▶ **WORK INSTRUCTIONS**
Copy each line of the entries that contains the word "PackedCharge".

▶ **MATERIALS PROVIDED**
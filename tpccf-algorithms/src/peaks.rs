//! Peak finder.
//!
//! A position is a peak if its charge is above the cutoff and it is a local
//! maximum among its 8 inner neighbors. Ties are broken by direction: the
//! neighbors before the cell (lower pad, or same pad and lower time) may be
//! equal, the ones after it must be strictly smaller. On a plateau of two
//! equal cells exactly one of them is a peak.
//!
//! Each group of [`PEAK_GROUP_SIZE`] lanes handles a chunk of positions.
//! Lanes whose charge is below the cutoff drop out early; the remaining
//! ones are packed to the front of the group, and all lanes then load the
//! neighborhoods of the active positions together before comparing.

use std::ops::{Deref, DerefMut};

use log::debug;
use tpccf_core::{
    Array2D, Calibration, Charge, ChargePos, Delta2, Error, GridLayout, PackedCharge,
    PadGeometry, PadNoiseFlags, Result,
};

use crate::exec::Executor;
use crate::registry::KernelRegistry;

/// Lanes per group.
pub const PEAK_GROUP_SIZE: usize = 64;

/// The 8 inner neighbors as (pad, time) offsets.
///
/// The first [`NUM_LESS_EQUAL`] may equal the center charge, the rest must
/// be strictly smaller.
pub const INNER_NEIGHBORS: [Delta2; 8] = [
    Delta2::new(-1, -1),
    Delta2::new(-1, 0),
    Delta2::new(-1, 1),
    Delta2::new(0, -1),
    Delta2::new(1, -1),
    Delta2::new(0, 1),
    Delta2::new(1, 0),
    Delta2::new(1, 1),
];

/// Number of leading [`INNER_NEIGHBORS`] compared with `<=`.
pub const NUM_LESS_EQUAL: usize = 4;

/// Two-bit peak map entry.
#[derive(Debug, Clone, Copy, Default, PartialEq, Eq)]
pub struct PeakMapValue(u8);

impl PeakMapValue {
    const PEAK: u8 = 0b01;
    const ABOVE_INNER: u8 = 0b10;

    /// Creates an entry.
    #[must_use]
    pub const fn new(is_peak: bool, above_inner_threshold: bool) -> Self {
        let mut bits = 0;
        if is_peak {
            bits |= Self::PEAK;
        }
        if above_inner_threshold {
            bits |= Self::ABOVE_INNER;
        }
        Self(bits)
    }

    /// Rebuilds an entry from a peak map cell.
    #[must_use]
    pub const fn from_bits(bits: u8) -> Self {
        Self(bits & (Self::PEAK | Self::ABOVE_INNER))
    }

    /// Returns true if the cell is a peak.
    #[must_use]
    pub const fn is_peak(self) -> bool {
        self.0 & Self::PEAK != 0
    }

    /// Returns true if the cell charge exceeds the inner threshold.
    #[must_use]
    pub const fn above_inner_threshold(self) -> bool {
        self.0 & Self::ABOVE_INNER != 0
    }

    /// Raw bits as stored in the peak map.
    #[must_use]
    pub const fn bits(self) -> u8 {
        self.0
    }
}

/// Local maximum test with the directional tie-break.
#[inline]
#[must_use]
pub fn is_local_maximum(q: Charge, neighbors: &[Charge; 8]) -> bool {
    let (before, after) = neighbors.split_at(NUM_LESS_EQUAL);
    before.iter().all(|&n| n <= q) && after.iter().all(|&n| n < q)
}

#[derive(Clone, Copy, Default)]
struct LaneRegs {
    q: Charge,
    below: bool,
}

struct PeakShared {
    pos: [ChargePos; PEAK_GROUP_SIZE],
    active: [bool; PEAK_GROUP_SIZE],
    slot: [usize; PEAK_GROUP_SIZE],
    slot_pos: [ChargePos; PEAK_GROUP_SIZE],
    n_active: usize,
    neighbors: [[Charge; 8]; PEAK_GROUP_SIZE],
}

impl PeakShared {
    fn new() -> Self {
        Self {
            pos: [ChargePos::invalid(); PEAK_GROUP_SIZE],
            active: [false; PEAK_GROUP_SIZE],
            slot: [0; PEAK_GROUP_SIZE],
            slot_pos: [ChargePos::invalid(); PEAK_GROUP_SIZE],
            n_active: 0,
            neighbors: [[0.0; 8]; PEAK_GROUP_SIZE],
        }
    }
}

/// Finds local charge maxima among occupied positions.
#[derive(Clone, Copy, Debug, Default)]
pub struct PeakFinder {
    executor: Executor,
}

impl PeakFinder {
    /// Kernel name in the registry.
    pub const KERNEL: &'static str = "find_peaks";

    /// Creates the peak finder and registers its kernel.
    pub fn new(executor: Executor, registry: &mut KernelRegistry) -> Self {
        registry.register(Self::KERNEL, PEAK_GROUP_SIZE);
        Self { executor }
    }

    /// Charge of `pos` as the peak finder sees it: zero for invalid
    /// positions and noisy pads. Used for the center and its neighbors, so
    /// a noisy pad never blocks a neighboring peak.
    fn charge_at<G, S, L>(
        geometry: &G,
        map: &Array2D<S, L>,
        noisy: &PadNoiseFlags,
        pos: ChargePos,
    ) -> Charge
    where
        G: PadGeometry + ?Sized,
        S: Deref<Target = [PackedCharge]>,
        L: GridLayout,
    {
        if !pos.valid() {
            return 0.0;
        }
        let row = usize::from(pos.row());
        let is_noisy = geometry.contains(row, i64::from(pos.pad()))
            && usize::try_from(pos.pad())
                .is_ok_and(|pad| noisy.is_noisy(geometry.global_pad(row, pad)));
        if is_noisy {
            0.0
        } else {
            map.get(pos).unpack()
        }
    }

    /// Evaluates a single position without any batching.
    pub fn check_position<G, S, L>(
        geometry: &G,
        calib: &Calibration,
        map: &Array2D<S, L>,
        noisy: &PadNoiseFlags,
        pos: ChargePos,
    ) -> PeakMapValue
    where
        G: PadGeometry + ?Sized,
        S: Deref<Target = [PackedCharge]>,
        L: GridLayout,
    {
        let q = Self::charge_at(geometry, map, noisy, pos);
        let below = q <= calib.min_charge_cutoff;
        let q = PackedCharge::quantize(q);
        let neighbors =
            INNER_NEIGHBORS.map(|d| Self::charge_at(geometry, map, noisy, pos.delta(d)));
        let peak = !below && is_local_maximum(q, &neighbors);
        PeakMapValue::new(peak, q > calib.inner_threshold)
    }

    /// Runs the peak finder over `positions`.
    ///
    /// Writes `predicate[i]` for every position and the peak map entry of
    /// every valid position. `predicate` may be longer than `positions`;
    /// slots past the positions are left untouched. Returns the number of
    /// peaks.
    #[allow(clippy::too_many_arguments)]
    pub fn find_peaks<G, S, L, P, M>(
        &self,
        geometry: &G,
        calib: &Calibration,
        map: &Array2D<S, L>,
        noisy: &PadNoiseFlags,
        positions: &[ChargePos],
        predicate: &mut [bool],
        peak_map: &mut Array2D<P, M>,
    ) -> Result<usize>
    where
        G: PadGeometry + ?Sized,
        S: Deref<Target = [PackedCharge]> + Sync,
        L: GridLayout,
        P: DerefMut<Target = [u8]>,
        M: GridLayout,
    {
        let n = positions.len();
        if predicate.len() < n {
            return Err(Error::GeometryMismatch {
                what: "peak predicate",
                expected: n,
                actual: predicate.len(),
            });
        }
        if n == 0 {
            return Ok(0);
        }

        let mut values = vec![PeakMapValue::default(); n];
        self.executor.run_groups(
            &mut values,
            PEAK_GROUP_SIZE,
            PeakShared::new,
            |scope, chunk| {
                let base = scope.base();
                let mut regs = [LaneRegs::default(); PEAK_GROUP_SIZE];

                scope.lanes_with(&mut regs, |lane, regs, shared| {
                    // Padding lanes recompute the last position and are
                    // discarded on write.
                    let pos = positions[(base + lane).min(n - 1)];
                    regs.q = Self::charge_at(geometry, map, noisy, pos);
                    regs.below = regs.q <= calib.min_charge_cutoff;
                    shared.pos[lane] = pos;
                    shared.active[lane] = !regs.below;
                });

                scope.single(|shared| {
                    let mut next = 0;
                    for lane in 0..PEAK_GROUP_SIZE {
                        if shared.active[lane] {
                            shared.slot[lane] = next;
                            next += 1;
                        }
                    }
                    shared.n_active = next;
                });

                scope.lanes(|lane, shared| {
                    if shared.active[lane] {
                        shared.slot_pos[shared.slot[lane]] = shared.pos[lane];
                    }
                });

                scope.lanes(|lane, shared| {
                    let work = shared.n_active * INNER_NEIGHBORS.len();
                    for i in (lane..work).step_by(PEAK_GROUP_SIZE) {
                        let slot = i / INNER_NEIGHBORS.len();
                        let k = i % INNER_NEIGHBORS.len();
                        let neighbor = shared.slot_pos[slot].delta(INNER_NEIGHBORS[k]);
                        shared.neighbors[slot][k] =
                            Self::charge_at(geometry, map, noisy, neighbor);
                    }
                });

                scope.lanes_with(&mut regs, |lane, regs, shared| {
                    if lane >= chunk.len() {
                        return;
                    }
                    let q = PackedCharge::quantize(regs.q);
                    let peak = !regs.below
                        && is_local_maximum(q, &shared.neighbors[shared.slot[lane]]);
                    chunk[lane] = PeakMapValue::new(peak, q > calib.inner_threshold);
                });
            },
        );

        let mut peaks = 0;
        for ((pos, value), slot) in positions.iter().zip(&values).zip(predicate.iter_mut()) {
            *slot = value.is_peak();
            peaks += usize::from(value.is_peak());
            if pos.valid() {
                peak_map.set(*pos, value.bits())?;
            }
        }
        debug!("found {peaks} peaks among {n} positions");
        Ok(peaks)
    }
}

#[cfg(test)]
mod tests {
    use super::*;
    use tpccf_core::{GridDims, LinearLayout, RowGeometry};

    struct Fixture {
        geo: RowGeometry,
        map: Array2D<Vec<PackedCharge>>,
        peak_map: Array2D<Vec<u8>>,
        noisy: PadNoiseFlags,
        positions: Vec<ChargePos>,
    }

    impl Fixture {
        fn new(cells: &[(i16, i16, f32)]) -> Self {
            let geo = RowGeometry::new(vec![16]).unwrap();
            let dims = GridDims::for_geometry(&geo, 16);
            let mut map: Array2D<Vec<PackedCharge>> = Array2D::allocate(dims);
            let mut positions = Vec::new();
            for &(pad, time, q) in cells {
                let pos = ChargePos::new(0, pad, time);
                map.set(pos, PackedCharge::pack(q)).unwrap();
                positions.push(pos);
            }
            Self {
                noisy: PadNoiseFlags::new(geo.num_global_pads()),
                peak_map: Array2D::allocate(dims),
                geo,
                map,
                positions,
            }
        }

        fn run(&mut self, calib: &Calibration) -> Vec<bool> {
            let finder = PeakFinder::new(Executor::serial(), &mut KernelRegistry::new());
            let mut predicate = vec![false; self.positions.len()];
            finder
                .find_peaks(
                    &self.geo,
                    calib,
                    &self.map,
                    &self.noisy,
                    &self.positions,
                    &mut predicate,
                    &mut self.peak_map,
                )
                .unwrap();
            predicate
        }
    }

    #[test]
    fn test_peak_map_value_bits() {
        assert_eq!(PeakMapValue::new(true, false).bits(), 1);
        assert_eq!(PeakMapValue::new(false, true).bits(), 2);
        let both = PeakMapValue::from_bits(0xff);
        assert!(both.is_peak());
        assert!(both.above_inner_threshold());
        assert_eq!(both.bits(), 3);
    }

    #[test]
    fn test_tie_break_directions() {
        let mut neighbors = [1.0; 8];
        assert!(is_local_maximum(5.0, &neighbors));
        neighbors[1] = 5.0;
        assert!(is_local_maximum(5.0, &neighbors));
        neighbors[1] = 1.0;
        neighbors[6] = 5.0;
        assert!(!is_local_maximum(5.0, &neighbors));
    }

    #[test]
    fn test_single_peak() {
        let mut fx = Fixture::new(&[(4, 4, 10.0), (5, 4, 6.0), (4, 5, 8.0)]);
        let predicate = fx.run(&Calibration::new());
        assert_eq!(predicate, vec![true, false, false]);
        let value = PeakMapValue::from_bits(fx.peak_map.get(ChargePos::new(0, 4, 4)));
        assert!(value.is_peak());
        assert!(value.above_inner_threshold());
    }

    #[test]
    fn test_plateau_has_one_peak() {
        // Equal charges along the time axis and along the pad axis.
        let mut fx = Fixture::new(&[(2, 2, 9.0), (2, 3, 9.0), (8, 8, 7.0), (9, 8, 7.0)]);
        let predicate = fx.run(&Calibration::new());
        assert_eq!(predicate, vec![false, true, false, true]);
    }

    #[test]
    fn test_cutoff_and_noisy_pads() {
        let mut fx = Fixture::new(&[(3, 3, 3.0), (10, 3, 50.0)]);
        fx.noisy.mark_noisy(10);
        let predicate = fx.run(&Calibration::new());
        assert_eq!(predicate, vec![false, false]);
    }

    #[test]
    fn test_noisy_neighbor_does_not_block_peak() {
        let mut fx = Fixture::new(&[(10, 4, 50.0), (11, 4, 20.0)]);
        fx.noisy.mark_noisy(10);
        let calib = Calibration::new();
        assert_eq!(fx.run(&calib), vec![false, true]);
        let single = PeakFinder::check_position(&fx.geo, &calib, &fx.map, &fx.noisy, fx.positions[1]);
        assert!(single.is_peak());
    }

    #[test]
    fn test_requantized_charge() {
        // 3.02 packs to 3.0 and is at the cutoff; the batch path must agree
        // with the single-position check.
        let mut fx = Fixture::new(&[(3, 3, 3.02), (7, 7, 3.1)]);
        let calib = Calibration::new();
        let predicate = fx.run(&calib);
        assert_eq!(predicate, vec![false, true]);
        for (pos, &p) in fx.positions.iter().zip(&predicate) {
            let single = PeakFinder::check_position(&fx.geo, &calib, &fx.map, &fx.noisy, *pos);
            assert_eq!(single.is_peak(), p);
        }
    }

    #[test]
    fn test_padding_lanes_discarded() {
        let fx = Fixture::new(&[(1, 1, 20.0), (6, 6, 20.0), (12, 12, 1.0)]);
        let finder = PeakFinder::new(Executor::parallel(), &mut KernelRegistry::new());
        let mut predicate = vec![true; PEAK_GROUP_SIZE];
        let mut peak_map: Array2D<Vec<u8>, LinearLayout> =
            Array2D::allocate(*fx.map.dims());
        let peaks = finder
            .find_peaks(
                &fx.geo,
                &Calibration::new(),
                &fx.map,
                &fx.noisy,
                &fx.positions,
                &mut predicate,
                &mut peak_map,
            )
            .unwrap();
        assert_eq!(peaks, 2);
        assert_eq!(&predicate[..3], &[true, true, false]);
        assert!(predicate[3..].iter().all(|&p| p));
    }

    #[test]
    fn test_short_predicate_rejected() {
        let mut fx = Fixture::new(&[(1, 1, 20.0)]);
        let finder = PeakFinder::new(Executor::serial(), &mut KernelRegistry::new());
        let result = finder.find_peaks(
            &fx.geo,
            &Calibration::new(),
            &fx.map,
            &fx.noisy,
            &fx.positions,
            &mut [],
            &mut fx.peak_map,
        );
        assert!(matches!(result, Err(Error::GeometryMismatch { .. })));
    }
}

▶ **EXERCISE SOLUTION**
    Array2D, Calibration, Charge, ChargePos, Delta2, Error, GridLayout, PackedCharge,
        S: Deref<Target = [PackedCharge]>,
        S: Deref<Target = [PackedCharge]>,
        let q = PackedCharge::quantize(q);
        S: Deref<Target = [PackedCharge]> + Sync,
                    let q = PackedCharge::quantize(regs.q);
        map: Array2D<Vec<PackedCharge>>,
            let mut map: Array2D<Vec<PackedCharge>> = Array2D::allocate(dims);
                map.set(pos, PackedCharge::pack(q)).unwrap();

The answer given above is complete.